Saved data entries:

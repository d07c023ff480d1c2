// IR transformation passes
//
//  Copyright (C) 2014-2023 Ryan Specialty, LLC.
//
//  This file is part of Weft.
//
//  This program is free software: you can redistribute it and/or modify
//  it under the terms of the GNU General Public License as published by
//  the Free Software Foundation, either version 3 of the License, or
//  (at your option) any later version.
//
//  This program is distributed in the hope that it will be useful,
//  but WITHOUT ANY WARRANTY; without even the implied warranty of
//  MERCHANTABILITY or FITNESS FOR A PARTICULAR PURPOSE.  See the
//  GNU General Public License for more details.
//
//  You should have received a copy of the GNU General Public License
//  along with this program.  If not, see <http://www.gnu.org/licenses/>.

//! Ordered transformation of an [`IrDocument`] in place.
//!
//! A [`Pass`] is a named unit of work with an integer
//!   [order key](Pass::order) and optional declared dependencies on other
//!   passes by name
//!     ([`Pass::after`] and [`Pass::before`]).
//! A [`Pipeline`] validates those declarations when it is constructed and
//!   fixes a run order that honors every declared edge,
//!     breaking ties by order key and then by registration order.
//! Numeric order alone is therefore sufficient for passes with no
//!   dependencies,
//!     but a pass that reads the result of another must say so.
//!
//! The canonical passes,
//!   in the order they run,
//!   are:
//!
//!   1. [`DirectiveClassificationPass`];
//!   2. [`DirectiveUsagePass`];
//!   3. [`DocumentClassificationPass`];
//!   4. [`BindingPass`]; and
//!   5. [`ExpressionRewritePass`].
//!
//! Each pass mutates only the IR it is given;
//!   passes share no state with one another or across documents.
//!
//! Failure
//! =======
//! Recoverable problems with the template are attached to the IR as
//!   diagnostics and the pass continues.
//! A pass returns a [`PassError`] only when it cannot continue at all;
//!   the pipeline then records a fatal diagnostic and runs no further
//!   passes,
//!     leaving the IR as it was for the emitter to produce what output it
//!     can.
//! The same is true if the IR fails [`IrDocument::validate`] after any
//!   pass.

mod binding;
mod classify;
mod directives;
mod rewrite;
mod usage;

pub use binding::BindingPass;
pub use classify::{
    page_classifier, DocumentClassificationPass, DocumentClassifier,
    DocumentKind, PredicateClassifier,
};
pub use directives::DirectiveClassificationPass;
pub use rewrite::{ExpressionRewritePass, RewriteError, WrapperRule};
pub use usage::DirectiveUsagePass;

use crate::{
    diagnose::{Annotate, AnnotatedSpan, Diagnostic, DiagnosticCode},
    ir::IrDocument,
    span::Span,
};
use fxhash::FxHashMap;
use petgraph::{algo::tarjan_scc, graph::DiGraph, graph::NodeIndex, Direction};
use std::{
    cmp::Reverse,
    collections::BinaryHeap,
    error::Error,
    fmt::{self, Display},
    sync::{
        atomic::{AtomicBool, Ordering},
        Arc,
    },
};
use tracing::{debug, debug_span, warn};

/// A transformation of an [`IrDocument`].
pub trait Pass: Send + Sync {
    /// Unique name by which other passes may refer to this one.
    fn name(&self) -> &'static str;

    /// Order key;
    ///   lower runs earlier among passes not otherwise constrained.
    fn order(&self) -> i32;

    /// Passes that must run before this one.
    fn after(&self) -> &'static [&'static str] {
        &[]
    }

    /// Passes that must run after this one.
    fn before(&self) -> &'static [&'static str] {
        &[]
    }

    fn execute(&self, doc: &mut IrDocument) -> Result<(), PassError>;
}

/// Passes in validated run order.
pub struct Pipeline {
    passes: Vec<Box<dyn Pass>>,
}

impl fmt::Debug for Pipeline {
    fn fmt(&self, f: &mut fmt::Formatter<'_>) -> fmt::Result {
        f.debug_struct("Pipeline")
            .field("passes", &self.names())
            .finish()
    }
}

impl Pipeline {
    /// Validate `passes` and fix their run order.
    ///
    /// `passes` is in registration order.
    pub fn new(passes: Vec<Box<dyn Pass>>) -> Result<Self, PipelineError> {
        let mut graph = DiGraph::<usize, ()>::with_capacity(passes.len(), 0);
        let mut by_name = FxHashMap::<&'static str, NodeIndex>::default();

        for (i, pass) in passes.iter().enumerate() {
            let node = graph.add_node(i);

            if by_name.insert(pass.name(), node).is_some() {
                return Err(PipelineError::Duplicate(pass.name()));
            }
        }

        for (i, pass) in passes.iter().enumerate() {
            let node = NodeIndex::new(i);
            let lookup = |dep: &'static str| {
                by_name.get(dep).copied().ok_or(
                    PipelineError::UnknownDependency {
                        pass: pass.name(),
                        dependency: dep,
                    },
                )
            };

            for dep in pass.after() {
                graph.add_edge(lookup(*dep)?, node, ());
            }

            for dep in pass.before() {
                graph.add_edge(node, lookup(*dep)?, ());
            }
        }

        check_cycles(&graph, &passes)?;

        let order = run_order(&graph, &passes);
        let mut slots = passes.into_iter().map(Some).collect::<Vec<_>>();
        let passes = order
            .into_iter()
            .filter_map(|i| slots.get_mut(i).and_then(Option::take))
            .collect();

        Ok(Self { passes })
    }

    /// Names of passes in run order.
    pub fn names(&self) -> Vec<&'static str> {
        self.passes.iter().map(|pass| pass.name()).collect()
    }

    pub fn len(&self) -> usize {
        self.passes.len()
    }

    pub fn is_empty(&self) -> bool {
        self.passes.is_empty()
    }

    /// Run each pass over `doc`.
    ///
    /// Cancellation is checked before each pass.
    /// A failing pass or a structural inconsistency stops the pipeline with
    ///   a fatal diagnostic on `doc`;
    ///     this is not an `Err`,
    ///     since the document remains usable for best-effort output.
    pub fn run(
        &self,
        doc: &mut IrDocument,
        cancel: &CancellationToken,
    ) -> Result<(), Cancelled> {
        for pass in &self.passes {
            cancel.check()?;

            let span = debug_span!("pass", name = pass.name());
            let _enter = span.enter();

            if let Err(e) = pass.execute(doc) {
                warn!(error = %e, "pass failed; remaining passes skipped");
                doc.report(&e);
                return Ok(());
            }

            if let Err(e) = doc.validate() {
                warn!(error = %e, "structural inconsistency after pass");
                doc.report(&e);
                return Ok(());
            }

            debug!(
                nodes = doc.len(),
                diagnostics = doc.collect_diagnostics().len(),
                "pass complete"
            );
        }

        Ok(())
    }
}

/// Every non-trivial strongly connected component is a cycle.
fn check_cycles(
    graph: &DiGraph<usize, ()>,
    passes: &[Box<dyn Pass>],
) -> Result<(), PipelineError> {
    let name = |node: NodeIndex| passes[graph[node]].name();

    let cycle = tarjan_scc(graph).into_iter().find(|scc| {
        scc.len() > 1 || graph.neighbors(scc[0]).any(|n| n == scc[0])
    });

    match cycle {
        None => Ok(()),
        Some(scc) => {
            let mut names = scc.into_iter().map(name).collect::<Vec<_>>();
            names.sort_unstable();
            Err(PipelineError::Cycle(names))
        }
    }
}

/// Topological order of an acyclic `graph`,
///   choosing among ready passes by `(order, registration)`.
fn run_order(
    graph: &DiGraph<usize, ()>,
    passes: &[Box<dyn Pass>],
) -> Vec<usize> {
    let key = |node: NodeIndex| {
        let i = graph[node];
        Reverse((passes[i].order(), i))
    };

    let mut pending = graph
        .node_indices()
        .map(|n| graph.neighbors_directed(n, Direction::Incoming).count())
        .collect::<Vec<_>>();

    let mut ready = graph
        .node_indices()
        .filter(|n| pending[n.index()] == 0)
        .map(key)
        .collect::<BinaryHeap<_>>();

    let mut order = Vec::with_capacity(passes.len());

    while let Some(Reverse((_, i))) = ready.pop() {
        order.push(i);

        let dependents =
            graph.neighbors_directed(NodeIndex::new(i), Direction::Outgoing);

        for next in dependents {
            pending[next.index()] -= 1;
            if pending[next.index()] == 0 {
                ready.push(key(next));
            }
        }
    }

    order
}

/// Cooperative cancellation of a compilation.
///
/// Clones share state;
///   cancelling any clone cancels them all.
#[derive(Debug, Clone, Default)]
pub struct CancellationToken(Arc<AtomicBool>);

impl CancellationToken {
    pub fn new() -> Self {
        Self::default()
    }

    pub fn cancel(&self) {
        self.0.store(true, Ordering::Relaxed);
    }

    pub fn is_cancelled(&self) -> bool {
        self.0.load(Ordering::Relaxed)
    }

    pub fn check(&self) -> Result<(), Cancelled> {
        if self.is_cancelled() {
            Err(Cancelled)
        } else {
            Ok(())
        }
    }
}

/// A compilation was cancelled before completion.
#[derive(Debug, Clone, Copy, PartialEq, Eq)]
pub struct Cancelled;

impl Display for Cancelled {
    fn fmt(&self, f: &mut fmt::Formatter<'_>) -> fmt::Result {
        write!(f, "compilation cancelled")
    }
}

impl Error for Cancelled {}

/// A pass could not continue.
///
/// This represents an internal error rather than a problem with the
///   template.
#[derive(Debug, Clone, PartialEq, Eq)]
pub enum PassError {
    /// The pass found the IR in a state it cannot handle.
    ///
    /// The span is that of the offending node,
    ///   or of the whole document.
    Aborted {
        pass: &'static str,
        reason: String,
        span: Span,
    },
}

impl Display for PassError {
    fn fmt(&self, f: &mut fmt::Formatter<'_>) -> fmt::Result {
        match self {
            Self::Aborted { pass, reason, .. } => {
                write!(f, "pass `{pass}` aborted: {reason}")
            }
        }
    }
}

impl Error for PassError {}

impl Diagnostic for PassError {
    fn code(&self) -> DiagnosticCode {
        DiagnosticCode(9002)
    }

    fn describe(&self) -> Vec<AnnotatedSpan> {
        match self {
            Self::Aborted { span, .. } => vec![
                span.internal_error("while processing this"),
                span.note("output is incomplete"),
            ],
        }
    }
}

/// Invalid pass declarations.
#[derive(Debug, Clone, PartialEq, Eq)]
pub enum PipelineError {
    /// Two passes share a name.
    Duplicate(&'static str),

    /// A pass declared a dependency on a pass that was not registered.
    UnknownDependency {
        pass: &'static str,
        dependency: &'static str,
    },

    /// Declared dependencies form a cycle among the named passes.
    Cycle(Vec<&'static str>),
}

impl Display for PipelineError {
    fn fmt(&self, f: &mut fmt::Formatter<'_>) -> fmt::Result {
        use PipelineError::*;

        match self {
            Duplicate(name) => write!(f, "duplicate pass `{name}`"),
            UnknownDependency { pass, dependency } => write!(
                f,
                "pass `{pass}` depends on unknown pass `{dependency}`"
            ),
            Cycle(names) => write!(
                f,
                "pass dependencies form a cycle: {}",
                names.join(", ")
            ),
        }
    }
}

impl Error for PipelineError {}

...

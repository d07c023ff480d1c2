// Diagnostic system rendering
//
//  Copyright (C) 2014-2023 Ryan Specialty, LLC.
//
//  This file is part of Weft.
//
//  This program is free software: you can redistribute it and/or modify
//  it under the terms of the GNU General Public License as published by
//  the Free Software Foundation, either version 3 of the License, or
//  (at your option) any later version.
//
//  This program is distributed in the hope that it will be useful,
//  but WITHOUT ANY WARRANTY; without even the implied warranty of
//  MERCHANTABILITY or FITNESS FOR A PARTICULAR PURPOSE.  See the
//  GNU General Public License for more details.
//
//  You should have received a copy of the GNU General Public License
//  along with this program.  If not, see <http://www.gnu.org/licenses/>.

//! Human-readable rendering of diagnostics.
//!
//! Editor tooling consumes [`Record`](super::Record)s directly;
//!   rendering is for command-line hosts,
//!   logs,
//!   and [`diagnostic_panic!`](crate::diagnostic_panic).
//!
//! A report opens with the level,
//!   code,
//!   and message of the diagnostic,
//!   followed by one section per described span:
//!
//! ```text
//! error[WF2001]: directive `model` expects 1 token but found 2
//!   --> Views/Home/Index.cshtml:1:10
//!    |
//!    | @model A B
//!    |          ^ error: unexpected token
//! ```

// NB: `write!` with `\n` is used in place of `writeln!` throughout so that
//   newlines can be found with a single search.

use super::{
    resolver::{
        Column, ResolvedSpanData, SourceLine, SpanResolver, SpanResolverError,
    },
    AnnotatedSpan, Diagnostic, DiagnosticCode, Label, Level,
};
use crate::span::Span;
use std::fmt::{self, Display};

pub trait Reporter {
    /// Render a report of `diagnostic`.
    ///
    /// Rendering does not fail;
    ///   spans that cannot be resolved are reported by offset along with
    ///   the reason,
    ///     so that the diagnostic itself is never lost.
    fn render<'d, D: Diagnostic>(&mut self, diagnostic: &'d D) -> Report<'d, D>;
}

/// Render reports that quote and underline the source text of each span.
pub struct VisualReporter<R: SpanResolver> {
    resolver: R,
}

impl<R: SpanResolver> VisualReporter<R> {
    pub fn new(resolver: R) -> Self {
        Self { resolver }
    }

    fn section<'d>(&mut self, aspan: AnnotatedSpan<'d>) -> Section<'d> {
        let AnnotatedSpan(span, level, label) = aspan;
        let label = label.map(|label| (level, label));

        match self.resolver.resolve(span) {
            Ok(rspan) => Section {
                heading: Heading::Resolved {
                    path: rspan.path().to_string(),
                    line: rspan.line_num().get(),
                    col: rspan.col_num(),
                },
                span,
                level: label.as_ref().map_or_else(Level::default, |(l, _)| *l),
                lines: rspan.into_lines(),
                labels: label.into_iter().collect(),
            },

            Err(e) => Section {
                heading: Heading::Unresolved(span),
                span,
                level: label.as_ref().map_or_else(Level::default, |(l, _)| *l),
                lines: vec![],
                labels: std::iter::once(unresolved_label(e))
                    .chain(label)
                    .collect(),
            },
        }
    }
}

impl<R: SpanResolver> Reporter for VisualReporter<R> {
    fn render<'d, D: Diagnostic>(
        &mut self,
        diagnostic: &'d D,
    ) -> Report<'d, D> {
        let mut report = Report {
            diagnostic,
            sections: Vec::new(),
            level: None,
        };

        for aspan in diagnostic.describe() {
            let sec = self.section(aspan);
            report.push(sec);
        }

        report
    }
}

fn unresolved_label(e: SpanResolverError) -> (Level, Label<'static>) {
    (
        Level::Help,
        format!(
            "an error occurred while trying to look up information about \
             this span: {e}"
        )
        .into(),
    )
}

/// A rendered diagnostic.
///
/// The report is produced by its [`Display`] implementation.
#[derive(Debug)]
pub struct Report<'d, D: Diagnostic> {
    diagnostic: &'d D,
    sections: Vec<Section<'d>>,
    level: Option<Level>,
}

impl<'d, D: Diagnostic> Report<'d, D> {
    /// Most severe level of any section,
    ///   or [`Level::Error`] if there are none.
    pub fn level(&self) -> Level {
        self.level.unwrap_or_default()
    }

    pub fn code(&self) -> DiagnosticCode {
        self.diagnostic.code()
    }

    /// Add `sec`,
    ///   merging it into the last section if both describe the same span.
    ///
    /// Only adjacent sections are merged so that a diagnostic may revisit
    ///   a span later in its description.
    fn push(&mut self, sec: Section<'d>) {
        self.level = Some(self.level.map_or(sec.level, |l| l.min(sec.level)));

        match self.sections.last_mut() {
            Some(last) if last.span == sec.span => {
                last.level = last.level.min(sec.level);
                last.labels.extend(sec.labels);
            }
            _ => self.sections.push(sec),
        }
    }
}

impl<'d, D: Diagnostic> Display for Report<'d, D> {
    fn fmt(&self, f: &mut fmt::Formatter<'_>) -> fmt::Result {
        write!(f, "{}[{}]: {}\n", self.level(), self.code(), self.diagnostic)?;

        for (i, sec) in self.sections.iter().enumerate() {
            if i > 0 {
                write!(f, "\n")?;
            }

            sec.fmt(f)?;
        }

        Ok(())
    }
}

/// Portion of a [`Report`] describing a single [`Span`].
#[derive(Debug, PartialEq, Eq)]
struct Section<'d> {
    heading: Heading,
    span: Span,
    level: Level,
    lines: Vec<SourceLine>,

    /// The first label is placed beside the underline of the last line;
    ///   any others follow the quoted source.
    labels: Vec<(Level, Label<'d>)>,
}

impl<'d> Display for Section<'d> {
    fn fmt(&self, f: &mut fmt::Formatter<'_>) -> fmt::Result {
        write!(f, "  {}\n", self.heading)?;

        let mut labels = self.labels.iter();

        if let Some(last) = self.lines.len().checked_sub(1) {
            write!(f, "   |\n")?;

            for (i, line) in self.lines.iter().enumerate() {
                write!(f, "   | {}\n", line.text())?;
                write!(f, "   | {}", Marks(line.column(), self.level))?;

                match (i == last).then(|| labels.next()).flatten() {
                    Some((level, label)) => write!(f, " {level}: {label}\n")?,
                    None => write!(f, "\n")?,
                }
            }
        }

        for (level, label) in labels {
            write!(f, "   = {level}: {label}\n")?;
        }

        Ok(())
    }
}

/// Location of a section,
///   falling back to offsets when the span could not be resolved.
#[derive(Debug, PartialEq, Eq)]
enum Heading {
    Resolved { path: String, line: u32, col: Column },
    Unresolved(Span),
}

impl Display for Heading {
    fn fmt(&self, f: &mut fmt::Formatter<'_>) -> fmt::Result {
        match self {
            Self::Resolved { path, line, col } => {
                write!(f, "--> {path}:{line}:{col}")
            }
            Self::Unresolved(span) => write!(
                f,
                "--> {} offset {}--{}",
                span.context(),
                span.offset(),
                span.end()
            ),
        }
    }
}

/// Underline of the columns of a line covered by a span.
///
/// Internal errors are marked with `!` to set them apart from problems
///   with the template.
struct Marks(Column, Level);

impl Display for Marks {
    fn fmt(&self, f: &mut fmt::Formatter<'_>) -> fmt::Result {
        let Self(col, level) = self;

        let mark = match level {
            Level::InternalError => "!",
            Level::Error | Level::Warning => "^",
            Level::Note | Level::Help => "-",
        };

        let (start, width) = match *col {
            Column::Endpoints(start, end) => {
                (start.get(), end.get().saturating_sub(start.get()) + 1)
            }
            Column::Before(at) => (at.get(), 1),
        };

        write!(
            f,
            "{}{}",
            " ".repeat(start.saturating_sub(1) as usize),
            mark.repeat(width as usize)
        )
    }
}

---

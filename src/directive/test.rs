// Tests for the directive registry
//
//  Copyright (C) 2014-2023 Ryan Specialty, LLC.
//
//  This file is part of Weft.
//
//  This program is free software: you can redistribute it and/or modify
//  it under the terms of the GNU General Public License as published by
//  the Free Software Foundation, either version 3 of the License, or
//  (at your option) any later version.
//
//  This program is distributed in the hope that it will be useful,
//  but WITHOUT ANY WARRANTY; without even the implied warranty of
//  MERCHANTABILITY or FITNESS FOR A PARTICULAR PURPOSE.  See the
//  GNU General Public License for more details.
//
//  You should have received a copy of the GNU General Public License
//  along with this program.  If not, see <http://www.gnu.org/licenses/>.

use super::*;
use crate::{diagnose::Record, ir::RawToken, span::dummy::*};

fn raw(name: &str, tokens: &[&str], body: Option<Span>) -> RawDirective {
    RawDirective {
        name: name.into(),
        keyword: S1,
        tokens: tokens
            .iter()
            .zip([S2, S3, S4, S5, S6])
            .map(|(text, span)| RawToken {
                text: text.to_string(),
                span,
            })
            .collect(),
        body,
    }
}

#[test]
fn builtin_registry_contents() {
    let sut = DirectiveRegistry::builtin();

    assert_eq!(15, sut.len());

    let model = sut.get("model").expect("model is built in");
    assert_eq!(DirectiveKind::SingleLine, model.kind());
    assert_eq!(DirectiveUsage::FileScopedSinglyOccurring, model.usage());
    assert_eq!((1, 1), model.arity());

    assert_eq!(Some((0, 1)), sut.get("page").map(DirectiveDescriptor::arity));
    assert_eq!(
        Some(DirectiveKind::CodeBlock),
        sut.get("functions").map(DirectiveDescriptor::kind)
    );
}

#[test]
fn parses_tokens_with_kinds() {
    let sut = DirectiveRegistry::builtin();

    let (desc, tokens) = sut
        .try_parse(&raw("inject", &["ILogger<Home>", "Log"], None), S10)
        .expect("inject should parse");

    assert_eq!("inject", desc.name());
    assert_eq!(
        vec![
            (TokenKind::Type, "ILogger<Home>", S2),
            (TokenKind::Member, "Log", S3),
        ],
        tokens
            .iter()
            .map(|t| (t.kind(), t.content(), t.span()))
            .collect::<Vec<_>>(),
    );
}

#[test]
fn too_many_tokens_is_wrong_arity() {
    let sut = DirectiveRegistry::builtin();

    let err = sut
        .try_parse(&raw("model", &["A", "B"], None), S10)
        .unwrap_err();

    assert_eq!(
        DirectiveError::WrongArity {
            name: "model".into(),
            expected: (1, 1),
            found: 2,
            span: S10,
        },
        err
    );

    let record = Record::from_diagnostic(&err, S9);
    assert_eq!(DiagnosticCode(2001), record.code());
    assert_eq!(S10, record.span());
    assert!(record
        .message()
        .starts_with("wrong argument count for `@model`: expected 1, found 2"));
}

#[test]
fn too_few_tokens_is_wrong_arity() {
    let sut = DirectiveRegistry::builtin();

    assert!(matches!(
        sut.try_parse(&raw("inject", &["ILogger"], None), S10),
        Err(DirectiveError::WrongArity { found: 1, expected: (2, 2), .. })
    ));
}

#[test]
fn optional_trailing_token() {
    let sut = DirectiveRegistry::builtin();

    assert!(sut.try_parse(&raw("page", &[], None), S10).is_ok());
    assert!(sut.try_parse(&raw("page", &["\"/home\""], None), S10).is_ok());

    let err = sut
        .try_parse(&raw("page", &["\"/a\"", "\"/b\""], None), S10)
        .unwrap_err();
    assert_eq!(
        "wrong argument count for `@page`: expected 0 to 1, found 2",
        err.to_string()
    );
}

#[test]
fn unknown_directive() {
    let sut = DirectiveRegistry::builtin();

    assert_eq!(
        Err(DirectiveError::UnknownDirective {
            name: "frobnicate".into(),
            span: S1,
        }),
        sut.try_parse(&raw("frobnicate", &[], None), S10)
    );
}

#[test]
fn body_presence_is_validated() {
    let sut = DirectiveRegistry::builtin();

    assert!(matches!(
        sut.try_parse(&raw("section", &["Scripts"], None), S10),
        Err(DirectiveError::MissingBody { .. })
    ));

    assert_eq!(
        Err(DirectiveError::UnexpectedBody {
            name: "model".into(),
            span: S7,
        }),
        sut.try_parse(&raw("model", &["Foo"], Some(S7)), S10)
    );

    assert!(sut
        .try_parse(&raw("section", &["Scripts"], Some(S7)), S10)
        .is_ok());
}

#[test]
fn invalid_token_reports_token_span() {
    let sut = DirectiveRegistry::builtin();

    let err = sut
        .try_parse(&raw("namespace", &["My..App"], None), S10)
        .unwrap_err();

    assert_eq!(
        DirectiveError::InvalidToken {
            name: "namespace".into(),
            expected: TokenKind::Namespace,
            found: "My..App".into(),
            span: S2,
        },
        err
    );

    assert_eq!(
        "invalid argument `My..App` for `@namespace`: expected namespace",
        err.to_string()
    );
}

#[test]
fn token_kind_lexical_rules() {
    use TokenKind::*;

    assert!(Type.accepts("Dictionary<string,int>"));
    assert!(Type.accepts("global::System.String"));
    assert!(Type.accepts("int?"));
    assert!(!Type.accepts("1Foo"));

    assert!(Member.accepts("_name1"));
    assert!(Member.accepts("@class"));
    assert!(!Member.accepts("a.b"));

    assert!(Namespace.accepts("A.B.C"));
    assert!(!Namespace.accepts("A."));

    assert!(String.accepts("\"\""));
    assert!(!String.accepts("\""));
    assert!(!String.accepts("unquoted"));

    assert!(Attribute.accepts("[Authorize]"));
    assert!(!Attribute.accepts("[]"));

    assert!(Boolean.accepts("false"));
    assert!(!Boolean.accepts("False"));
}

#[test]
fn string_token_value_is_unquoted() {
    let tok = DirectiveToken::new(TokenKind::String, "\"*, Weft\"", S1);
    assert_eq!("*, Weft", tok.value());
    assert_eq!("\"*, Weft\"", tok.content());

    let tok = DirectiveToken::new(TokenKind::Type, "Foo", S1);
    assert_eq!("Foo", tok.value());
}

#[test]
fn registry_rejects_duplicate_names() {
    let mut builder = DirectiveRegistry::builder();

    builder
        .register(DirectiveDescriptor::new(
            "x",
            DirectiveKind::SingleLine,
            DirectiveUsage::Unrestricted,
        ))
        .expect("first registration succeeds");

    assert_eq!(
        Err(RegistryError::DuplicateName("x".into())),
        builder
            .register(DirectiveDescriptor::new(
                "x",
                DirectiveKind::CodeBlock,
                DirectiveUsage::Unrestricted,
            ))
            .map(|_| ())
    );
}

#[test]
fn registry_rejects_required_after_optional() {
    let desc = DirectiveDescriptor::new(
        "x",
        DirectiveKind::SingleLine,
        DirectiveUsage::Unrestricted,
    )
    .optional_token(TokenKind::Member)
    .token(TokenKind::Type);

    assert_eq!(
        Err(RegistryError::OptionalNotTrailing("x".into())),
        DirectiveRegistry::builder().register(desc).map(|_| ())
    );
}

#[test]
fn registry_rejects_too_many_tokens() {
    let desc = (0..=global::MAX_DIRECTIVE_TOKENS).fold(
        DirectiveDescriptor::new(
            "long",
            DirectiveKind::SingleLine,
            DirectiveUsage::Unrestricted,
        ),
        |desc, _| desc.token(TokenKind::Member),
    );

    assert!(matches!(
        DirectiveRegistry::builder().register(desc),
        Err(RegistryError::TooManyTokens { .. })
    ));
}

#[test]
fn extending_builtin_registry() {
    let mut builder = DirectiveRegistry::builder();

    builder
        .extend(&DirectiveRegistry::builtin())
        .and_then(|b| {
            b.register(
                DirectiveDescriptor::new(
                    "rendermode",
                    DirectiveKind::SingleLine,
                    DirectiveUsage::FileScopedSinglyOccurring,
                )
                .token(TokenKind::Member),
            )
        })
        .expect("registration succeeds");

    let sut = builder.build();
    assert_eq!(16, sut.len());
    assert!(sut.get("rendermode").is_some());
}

[What is required] What is needed is a count of the lines in the data that contain the word "cannot"; please give it and no other words.

[The answer] 3